Antesignano dell’advertising attuale, che oggi si esprime in tv, nel web, nell’email-marketing, nei social media, il manifesto è stato il primo canale di comunicazione diretto alla massa. Attraverso il manifesto, da sempre uno strumento di grande impatto visivo che colora i muri delle città, si faceva, e si fa tuttora, informazione di ogni genere: religiosa, politica, pubblicitaria. Uno dei padri del manifesto pubblicitario è Jules Chéret, il primo a utilizzare la litografia a colori per la stampa di locandine per teatri, locali notturni e sale da concerto. Il primo a dare maggiore risalto alla parte figurativa e a lasciare il testo in secondo piano. Il primo a ritrarre figure femminili, le Chérettes. Lo slancio alla diffusione del manifesto pubblicitario è dato però dalla rivoluzione industriale, quando ha inizio lo scambio virtuoso tra arti visive ed editoria.

In Italia, alla fine dell’Ottocento, Leopoldo Metlicovitz e Marcello Dudovich, Leonetto Cappiello e il tedesco Adolf Hohenstein firmano manifesti in stile pittorico.

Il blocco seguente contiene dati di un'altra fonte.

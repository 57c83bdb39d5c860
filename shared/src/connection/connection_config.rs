use std::default::Default;

use crate::constants::DEFAULT_NET_SPEED;

/// Contains Config properties which will be used by a Connection
#[derive(Clone, Debug)]
pub struct ConnectionConfig {
    /// Largest packet handed to the transport, in bytes.
    pub max_packet: u32,
    /// Bits at the end of every packet reserved for a packet handler layered
    /// beneath the connection (encryption, compression).
    pub max_packet_handler_bits: u32,
    /// Seconds of silence tolerated before the handshake completes.
    pub initial_connect_timeout: f32,
    /// Seconds of silence tolerated once the connection is open.
    pub connection_timeout: f32,
    /// Multiplies every timeout when `long_timeouts` is set. Non-positive
    /// values are ignored.
    pub timeout_multiplier_for_unoptimized_builds: f32,
    pub long_timeouts: bool,
    /// Never time out (debugging). A connection pending destruction still
    /// goes away after a short grace period.
    pub no_timeouts: bool,
    /// An empty packet is sent when nothing went out for this many seconds.
    pub keep_alive_time: f64,
    /// Seconds between connection statistics updates.
    pub stat_period: f64,
    /// Initial outgoing bandwidth budget in bytes per second.
    pub net_speed: u32,
    /// Upper bound for a rate requested by the peer's `NetSpeed` message.
    pub max_client_rate: u32,
    /// Every packet counts as acknowledged as soon as it is sent. Used when
    /// recording a replay, where there is no peer to ack anything.
    pub internal_ack: bool,
    /// An unreliable bunch split into at least this many partials is sent
    /// reliably instead. Zero disables the promotion.
    pub partial_bunch_reliable_threshold: usize,
    /// Number of security violations after which the connection is closed.
    pub security_violation_close_threshold: u32,
    /// Open the voice channel when the connection is created.
    pub enable_voice: bool,
    /// Acks carry how long this side's frame took, so the peer can exclude it
    /// from its lag measurement.
    pub ping_exclude_frame_time: bool,
    /// Sent in the handshake `Hello`.
    pub network_version: u32,
    /// Artificial network conditions, applied when built with `net_test`.
    pub packet_simulation: PacketSimulationSettings,
    /// Seed for the simulation's random source. `None` seeds from entropy.
    pub simulation_seed: Option<u64>,
}

impl Default for ConnectionConfig {
    fn default() -> Self {
        Self {
            max_packet: 1024,
            max_packet_handler_bits: 0,
            initial_connect_timeout: 120.0,
            connection_timeout: 60.0,
            timeout_multiplier_for_unoptimized_builds: 1.0,
            long_timeouts: false,
            no_timeouts: false,
            keep_alive_time: 0.2,
            stat_period: 1.0,
            net_speed: DEFAULT_NET_SPEED,
            max_client_rate: 15000,
            internal_ack: false,
            partial_bunch_reliable_threshold: 8,
            security_violation_close_threshold: 1,
            enable_voice: false,
            ping_exclude_frame_time: false,
            network_version: 1,
            packet_simulation: PacketSimulationSettings::default(),
            simulation_seed: None,
        }
    }
}

/// Channels the peer may open on a connection.
#[derive(Clone, Copy, Debug, Default, PartialEq, Eq)]
pub enum RemoteChannelPolicy {
    /// Any channel type.
    #[default]
    AcceptAll,
    /// Only the control channel. Bunches on any other channel are a security
    /// violation until the connection is open, and channel opens are refused
    /// after that. Servers use this for client connections.
    ControlOnly,
}

/// Artificial loss, duplication, reordering and lag applied to outgoing
/// packets. Percentages are in `0..=100`; lag is in milliseconds.
#[derive(Clone, Debug, Default, PartialEq)]
pub struct PacketSimulationSettings {
    pub pkt_loss: u32,
    pub pkt_dup: u32,
    pub pkt_order: bool,
    pub pkt_lag: u32,
    pub pkt_lag_variance: u32,
}

impl PacketSimulationSettings {
    pub fn is_active(&self) -> bool {
        self.pkt_loss > 0 || self.pkt_dup > 0 || self.pkt_order || self.pkt_lag > 0
    }
}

È seguendo le orme della modernizzazione, della produzione industriale e dello sviluppo del consumismo che vengono pubblicizzati auto, abiti, liquori, destinazioni turistiche, alberghi, assicurazioni. Negli anni ‘30 entra in gioco l’influenza delle avanguardie, mentre nel Dopoguerra, con il boom economico, il manifesto è il risultato del lavoro delle agenzie creative, come quelle di Armando Testa ed Ernesto Carboni.

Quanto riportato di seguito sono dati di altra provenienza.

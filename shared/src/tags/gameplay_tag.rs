use std::fmt;

/// A hierarchical name such as `Ability.Fire.Primary`.
#[derive(Clone, Debug, PartialEq, Eq, PartialOrd, Ord, Hash, Default)]
pub struct GameplayTag(String);

impl GameplayTag {
    pub fn new(name: &str) -> Self {
        Self(name.to_string())
    }

    pub fn name(&self) -> &str {
        &self.0
    }

    pub fn is_valid(&self) -> bool {
        !self.0.is_empty()
    }

    /// The tag one level up, `None` for a root tag.
    pub fn parent(&self) -> Option<GameplayTag> {
        self.0
            .rfind('.')
            .map(|dot| GameplayTag(self.0[..dot].to_string()))
    }

    /// Whether this tag is `other` or one of its descendants.
    pub fn matches_tag(&self, other: &GameplayTag) -> bool {
        if !other.is_valid() {
            return false;
        }
        self.0 == other.0
            || (self.0.starts_with(&other.0) && self.0.as_bytes().get(other.0.len()) == Some(&b'.'))
    }
}

impl fmt::Display for GameplayTag {
    fn fmt(&self, f: &mut fmt::Formatter<'_>) -> fmt::Result {
        f.write_str(&self.0)
    }
}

Oggi il manifesto è un manufatto prezioso e raro. D’altronde ne veniva fatto un utilizzo a breve termine: se ne stampavano poche centinaia di copie da affiggere ai muri delle città, poi quando non servivano più, venivano strappate e buttate. Le copie che rimanevano erano nelle mani dello stampatore o dell’artista che lo aveva realizzato. Tuttavia, a Milano ci sono due luoghi importanti che testimoniano come l’affiche fosse il canale preferenziale per la pubblicità di settori industriali molto distanti tra loro. Fondazione Mansutti e Collezione Branca questi manifesti li hanno raccolti e conservati, per valorizzare e diffondere una storia che unisce arte, costume e società, e pubblicità italiani.

Fondazione Mansutti

Nel centro storico di Milano, a due passi da Duomo, da palazzo Reale, dal Museo del Novecento, dalla cripta di San Giovanni in Conca (luogo Aperti per Voi del Touring Club Italiano), c’è anche la Fondazione Mansutti.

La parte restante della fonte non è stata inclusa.